Work out the number of lines in the records that include the word "struct"; reply with that number alone.

------------------------

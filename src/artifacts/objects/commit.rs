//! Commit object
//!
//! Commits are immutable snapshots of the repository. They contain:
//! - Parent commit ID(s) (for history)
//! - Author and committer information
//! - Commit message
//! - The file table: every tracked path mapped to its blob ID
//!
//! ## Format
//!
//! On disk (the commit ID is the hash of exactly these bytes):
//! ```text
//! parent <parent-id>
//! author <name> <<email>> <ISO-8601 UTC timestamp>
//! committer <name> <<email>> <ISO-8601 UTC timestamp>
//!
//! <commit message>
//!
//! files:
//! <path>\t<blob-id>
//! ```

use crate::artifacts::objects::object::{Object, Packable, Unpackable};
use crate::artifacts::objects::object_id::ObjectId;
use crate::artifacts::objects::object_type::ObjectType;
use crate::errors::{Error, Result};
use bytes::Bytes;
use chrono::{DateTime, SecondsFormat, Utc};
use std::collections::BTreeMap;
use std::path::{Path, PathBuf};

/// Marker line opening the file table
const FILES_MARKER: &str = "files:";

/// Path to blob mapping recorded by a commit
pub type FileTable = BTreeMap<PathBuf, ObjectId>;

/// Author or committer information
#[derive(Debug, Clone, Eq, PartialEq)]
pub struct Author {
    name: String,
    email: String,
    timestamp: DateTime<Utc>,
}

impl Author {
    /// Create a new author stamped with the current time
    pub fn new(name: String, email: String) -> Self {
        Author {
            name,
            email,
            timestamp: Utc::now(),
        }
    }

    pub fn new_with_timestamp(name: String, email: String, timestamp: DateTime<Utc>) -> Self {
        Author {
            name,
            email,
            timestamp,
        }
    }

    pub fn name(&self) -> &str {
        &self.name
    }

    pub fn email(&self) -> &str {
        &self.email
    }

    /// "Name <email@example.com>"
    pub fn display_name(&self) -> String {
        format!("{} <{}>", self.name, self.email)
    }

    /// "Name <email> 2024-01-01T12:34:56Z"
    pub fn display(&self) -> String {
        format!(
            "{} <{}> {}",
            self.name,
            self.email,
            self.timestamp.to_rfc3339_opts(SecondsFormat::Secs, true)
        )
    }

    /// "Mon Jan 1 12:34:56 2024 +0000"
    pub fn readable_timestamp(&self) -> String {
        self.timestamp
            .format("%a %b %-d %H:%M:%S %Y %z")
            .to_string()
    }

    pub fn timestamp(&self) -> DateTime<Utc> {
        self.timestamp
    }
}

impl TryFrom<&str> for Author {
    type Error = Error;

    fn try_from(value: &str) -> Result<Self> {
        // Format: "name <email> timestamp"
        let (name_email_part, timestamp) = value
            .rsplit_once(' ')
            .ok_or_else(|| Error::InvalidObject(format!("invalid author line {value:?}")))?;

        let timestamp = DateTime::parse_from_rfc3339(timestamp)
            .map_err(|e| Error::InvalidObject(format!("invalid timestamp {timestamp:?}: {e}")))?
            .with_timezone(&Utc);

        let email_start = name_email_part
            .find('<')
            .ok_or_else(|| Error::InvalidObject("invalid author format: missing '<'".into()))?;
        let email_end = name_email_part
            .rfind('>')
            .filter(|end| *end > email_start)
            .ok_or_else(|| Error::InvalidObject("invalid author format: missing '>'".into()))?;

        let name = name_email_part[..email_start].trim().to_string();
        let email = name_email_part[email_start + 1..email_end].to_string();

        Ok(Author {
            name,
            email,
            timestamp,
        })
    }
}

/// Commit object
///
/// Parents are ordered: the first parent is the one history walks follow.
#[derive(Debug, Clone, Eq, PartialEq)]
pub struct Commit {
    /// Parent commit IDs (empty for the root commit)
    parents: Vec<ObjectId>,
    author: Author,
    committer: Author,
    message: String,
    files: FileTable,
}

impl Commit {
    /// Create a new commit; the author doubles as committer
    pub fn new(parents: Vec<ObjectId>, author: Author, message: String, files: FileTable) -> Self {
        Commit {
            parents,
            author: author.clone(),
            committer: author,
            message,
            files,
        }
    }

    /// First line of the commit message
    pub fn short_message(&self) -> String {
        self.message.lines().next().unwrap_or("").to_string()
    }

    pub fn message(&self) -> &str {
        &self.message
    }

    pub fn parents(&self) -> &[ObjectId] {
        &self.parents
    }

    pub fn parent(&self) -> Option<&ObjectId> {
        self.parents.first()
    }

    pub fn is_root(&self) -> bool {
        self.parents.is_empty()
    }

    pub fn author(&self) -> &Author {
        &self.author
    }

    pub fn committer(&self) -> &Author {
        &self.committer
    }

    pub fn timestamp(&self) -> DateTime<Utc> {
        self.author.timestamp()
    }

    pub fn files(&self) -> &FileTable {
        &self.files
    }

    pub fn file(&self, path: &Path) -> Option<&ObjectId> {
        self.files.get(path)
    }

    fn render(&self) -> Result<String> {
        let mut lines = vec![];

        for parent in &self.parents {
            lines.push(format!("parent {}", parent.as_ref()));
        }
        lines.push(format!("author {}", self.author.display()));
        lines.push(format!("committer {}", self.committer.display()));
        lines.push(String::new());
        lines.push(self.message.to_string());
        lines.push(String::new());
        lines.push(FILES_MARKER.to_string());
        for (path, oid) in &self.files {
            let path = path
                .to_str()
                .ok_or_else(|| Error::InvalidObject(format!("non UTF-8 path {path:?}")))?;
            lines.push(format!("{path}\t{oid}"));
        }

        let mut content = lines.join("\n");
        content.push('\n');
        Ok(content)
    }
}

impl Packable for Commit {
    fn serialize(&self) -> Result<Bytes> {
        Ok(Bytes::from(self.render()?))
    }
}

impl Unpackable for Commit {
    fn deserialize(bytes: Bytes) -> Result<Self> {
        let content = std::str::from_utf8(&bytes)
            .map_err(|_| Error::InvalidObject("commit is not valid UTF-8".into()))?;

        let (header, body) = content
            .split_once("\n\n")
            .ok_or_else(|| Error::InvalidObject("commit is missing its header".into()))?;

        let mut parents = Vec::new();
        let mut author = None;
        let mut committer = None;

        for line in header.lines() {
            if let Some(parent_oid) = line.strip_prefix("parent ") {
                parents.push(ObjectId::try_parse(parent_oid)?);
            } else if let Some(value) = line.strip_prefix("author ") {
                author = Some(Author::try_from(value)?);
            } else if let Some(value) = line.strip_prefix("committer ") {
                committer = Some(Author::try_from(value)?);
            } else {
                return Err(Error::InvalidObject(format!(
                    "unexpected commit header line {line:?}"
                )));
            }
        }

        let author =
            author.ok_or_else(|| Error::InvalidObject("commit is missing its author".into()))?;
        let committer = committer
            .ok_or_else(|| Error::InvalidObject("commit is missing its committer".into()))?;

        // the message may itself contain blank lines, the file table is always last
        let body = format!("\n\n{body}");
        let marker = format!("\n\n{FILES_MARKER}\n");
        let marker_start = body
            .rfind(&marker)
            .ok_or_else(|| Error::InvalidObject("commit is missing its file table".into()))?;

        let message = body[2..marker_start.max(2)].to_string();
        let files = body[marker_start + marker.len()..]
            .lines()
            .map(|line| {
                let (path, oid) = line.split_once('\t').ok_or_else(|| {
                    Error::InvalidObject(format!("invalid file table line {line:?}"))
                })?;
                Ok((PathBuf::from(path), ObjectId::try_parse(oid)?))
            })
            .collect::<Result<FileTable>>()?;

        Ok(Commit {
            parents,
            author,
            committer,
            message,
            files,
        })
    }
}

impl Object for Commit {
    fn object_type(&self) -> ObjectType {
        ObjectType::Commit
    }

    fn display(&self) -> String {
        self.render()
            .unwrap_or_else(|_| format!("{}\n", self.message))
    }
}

------------------------

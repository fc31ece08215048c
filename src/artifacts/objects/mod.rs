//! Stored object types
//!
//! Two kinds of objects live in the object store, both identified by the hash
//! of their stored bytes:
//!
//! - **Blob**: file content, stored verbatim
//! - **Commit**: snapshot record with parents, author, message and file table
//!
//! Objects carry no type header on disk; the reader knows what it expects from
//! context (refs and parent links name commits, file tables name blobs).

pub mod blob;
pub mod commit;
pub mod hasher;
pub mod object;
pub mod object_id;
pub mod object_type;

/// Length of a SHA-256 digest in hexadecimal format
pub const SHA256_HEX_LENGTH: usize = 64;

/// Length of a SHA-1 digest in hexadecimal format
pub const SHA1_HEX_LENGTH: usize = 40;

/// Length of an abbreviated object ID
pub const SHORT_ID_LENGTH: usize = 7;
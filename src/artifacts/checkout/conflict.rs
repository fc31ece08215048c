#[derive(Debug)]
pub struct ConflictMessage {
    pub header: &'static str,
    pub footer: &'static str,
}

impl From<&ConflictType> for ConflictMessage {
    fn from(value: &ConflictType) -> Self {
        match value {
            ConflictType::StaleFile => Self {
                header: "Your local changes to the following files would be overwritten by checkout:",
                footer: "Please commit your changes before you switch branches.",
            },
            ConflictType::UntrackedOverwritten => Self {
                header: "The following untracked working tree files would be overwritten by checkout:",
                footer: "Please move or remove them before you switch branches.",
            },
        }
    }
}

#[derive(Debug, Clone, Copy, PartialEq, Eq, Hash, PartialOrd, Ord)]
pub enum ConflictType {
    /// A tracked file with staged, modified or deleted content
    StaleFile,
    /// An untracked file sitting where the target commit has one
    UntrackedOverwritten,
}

------------------------

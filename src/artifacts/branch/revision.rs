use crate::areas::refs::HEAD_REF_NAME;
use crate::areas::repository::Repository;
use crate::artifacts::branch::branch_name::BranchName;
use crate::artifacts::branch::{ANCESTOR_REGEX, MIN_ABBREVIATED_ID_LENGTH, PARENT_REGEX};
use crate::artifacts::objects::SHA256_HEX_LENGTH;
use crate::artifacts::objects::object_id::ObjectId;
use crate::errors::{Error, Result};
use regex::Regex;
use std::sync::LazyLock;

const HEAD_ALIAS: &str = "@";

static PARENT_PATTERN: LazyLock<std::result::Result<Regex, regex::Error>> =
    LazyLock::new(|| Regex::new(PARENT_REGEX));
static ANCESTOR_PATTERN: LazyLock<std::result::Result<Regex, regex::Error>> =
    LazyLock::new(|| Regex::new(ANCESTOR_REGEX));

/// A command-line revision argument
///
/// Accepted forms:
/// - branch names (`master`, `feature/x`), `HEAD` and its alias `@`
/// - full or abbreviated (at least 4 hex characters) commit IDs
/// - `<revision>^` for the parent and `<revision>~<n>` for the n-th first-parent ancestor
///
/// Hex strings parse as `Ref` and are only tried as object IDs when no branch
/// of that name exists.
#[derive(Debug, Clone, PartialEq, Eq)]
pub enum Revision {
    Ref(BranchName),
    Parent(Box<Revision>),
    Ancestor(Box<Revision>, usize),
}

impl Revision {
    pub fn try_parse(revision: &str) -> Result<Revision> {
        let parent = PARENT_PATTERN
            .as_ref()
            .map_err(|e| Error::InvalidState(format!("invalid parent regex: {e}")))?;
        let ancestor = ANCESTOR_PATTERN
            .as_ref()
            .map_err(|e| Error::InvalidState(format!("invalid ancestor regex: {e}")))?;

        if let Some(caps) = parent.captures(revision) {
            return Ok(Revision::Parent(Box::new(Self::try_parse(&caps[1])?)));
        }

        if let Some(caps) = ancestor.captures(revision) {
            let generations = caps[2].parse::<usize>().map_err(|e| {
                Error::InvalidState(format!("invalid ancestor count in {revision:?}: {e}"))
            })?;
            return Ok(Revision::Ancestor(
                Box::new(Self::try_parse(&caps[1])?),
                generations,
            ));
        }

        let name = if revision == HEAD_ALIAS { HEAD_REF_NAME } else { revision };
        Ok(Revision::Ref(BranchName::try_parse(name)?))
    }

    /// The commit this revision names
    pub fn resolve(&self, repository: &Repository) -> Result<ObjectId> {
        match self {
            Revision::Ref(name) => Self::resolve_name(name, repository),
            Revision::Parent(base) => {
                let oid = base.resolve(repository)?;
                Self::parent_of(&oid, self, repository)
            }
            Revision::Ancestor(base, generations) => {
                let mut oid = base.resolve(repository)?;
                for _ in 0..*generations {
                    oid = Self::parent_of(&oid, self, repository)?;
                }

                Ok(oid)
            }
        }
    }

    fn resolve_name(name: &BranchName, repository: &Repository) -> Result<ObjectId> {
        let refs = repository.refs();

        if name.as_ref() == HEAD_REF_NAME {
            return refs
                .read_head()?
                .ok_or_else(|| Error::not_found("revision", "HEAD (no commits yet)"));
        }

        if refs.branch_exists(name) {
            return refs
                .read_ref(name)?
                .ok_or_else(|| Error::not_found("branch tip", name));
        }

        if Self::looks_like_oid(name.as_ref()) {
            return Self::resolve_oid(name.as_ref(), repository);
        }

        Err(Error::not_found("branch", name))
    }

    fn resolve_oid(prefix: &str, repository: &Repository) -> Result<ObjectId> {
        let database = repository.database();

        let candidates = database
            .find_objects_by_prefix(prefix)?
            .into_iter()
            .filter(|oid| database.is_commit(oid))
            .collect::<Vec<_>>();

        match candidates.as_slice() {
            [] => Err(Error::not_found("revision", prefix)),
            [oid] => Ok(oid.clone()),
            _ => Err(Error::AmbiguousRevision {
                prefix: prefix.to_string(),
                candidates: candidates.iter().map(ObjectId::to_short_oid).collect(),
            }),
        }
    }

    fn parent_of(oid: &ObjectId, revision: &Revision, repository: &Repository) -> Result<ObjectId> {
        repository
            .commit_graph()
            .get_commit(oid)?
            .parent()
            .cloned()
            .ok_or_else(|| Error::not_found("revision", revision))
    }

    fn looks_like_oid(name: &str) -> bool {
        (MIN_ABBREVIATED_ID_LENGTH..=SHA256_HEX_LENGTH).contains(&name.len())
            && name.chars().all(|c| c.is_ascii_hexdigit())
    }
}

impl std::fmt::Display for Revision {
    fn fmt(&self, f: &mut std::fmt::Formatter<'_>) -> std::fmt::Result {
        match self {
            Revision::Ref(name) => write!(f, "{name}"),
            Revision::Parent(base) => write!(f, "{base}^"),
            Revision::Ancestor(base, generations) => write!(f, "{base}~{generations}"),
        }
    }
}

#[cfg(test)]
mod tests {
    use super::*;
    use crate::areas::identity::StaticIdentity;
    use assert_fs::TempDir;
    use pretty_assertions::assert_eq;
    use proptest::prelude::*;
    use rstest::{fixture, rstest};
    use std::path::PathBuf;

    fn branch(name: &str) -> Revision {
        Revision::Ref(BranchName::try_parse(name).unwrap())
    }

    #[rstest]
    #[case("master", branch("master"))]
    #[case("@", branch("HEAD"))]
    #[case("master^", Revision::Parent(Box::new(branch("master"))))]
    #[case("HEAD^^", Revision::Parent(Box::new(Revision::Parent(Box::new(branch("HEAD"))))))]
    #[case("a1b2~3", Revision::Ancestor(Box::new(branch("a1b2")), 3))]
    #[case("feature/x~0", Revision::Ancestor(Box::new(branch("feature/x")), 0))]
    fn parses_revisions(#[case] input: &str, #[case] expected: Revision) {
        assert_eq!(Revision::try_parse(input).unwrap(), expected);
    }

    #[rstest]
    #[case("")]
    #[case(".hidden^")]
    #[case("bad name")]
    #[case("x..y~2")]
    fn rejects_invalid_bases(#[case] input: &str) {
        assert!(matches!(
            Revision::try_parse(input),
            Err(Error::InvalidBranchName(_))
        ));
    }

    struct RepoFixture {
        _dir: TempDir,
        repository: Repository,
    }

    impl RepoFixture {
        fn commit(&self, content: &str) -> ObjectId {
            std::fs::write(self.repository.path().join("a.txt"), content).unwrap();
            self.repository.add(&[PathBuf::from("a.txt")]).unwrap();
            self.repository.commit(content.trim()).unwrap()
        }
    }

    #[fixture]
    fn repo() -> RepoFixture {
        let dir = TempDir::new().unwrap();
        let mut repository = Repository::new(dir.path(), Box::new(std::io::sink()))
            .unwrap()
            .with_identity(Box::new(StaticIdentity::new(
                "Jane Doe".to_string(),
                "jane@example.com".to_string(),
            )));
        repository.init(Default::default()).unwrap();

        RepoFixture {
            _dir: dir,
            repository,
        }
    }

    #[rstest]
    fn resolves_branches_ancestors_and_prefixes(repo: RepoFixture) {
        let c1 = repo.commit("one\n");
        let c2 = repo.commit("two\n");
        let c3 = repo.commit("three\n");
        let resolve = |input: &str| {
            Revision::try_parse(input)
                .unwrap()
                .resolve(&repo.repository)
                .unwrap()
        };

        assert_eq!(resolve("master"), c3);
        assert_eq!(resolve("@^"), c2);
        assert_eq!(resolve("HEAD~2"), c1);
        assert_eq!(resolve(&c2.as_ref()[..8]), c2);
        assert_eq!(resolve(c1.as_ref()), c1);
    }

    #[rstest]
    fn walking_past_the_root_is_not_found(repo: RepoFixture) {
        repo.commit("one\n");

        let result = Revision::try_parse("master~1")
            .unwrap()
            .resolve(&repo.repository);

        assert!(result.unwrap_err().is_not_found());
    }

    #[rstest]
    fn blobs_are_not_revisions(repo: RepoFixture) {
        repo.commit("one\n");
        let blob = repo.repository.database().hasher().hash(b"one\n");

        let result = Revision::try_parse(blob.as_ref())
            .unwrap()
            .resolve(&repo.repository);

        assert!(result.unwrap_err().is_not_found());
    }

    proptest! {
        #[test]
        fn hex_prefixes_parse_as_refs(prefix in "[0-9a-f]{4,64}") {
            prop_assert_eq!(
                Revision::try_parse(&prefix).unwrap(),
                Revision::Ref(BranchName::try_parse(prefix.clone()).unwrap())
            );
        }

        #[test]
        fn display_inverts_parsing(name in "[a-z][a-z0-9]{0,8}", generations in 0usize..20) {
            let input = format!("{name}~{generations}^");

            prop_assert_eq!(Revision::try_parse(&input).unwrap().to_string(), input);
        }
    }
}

------------------------

▶ [RESPONSE TO THE TASK]
4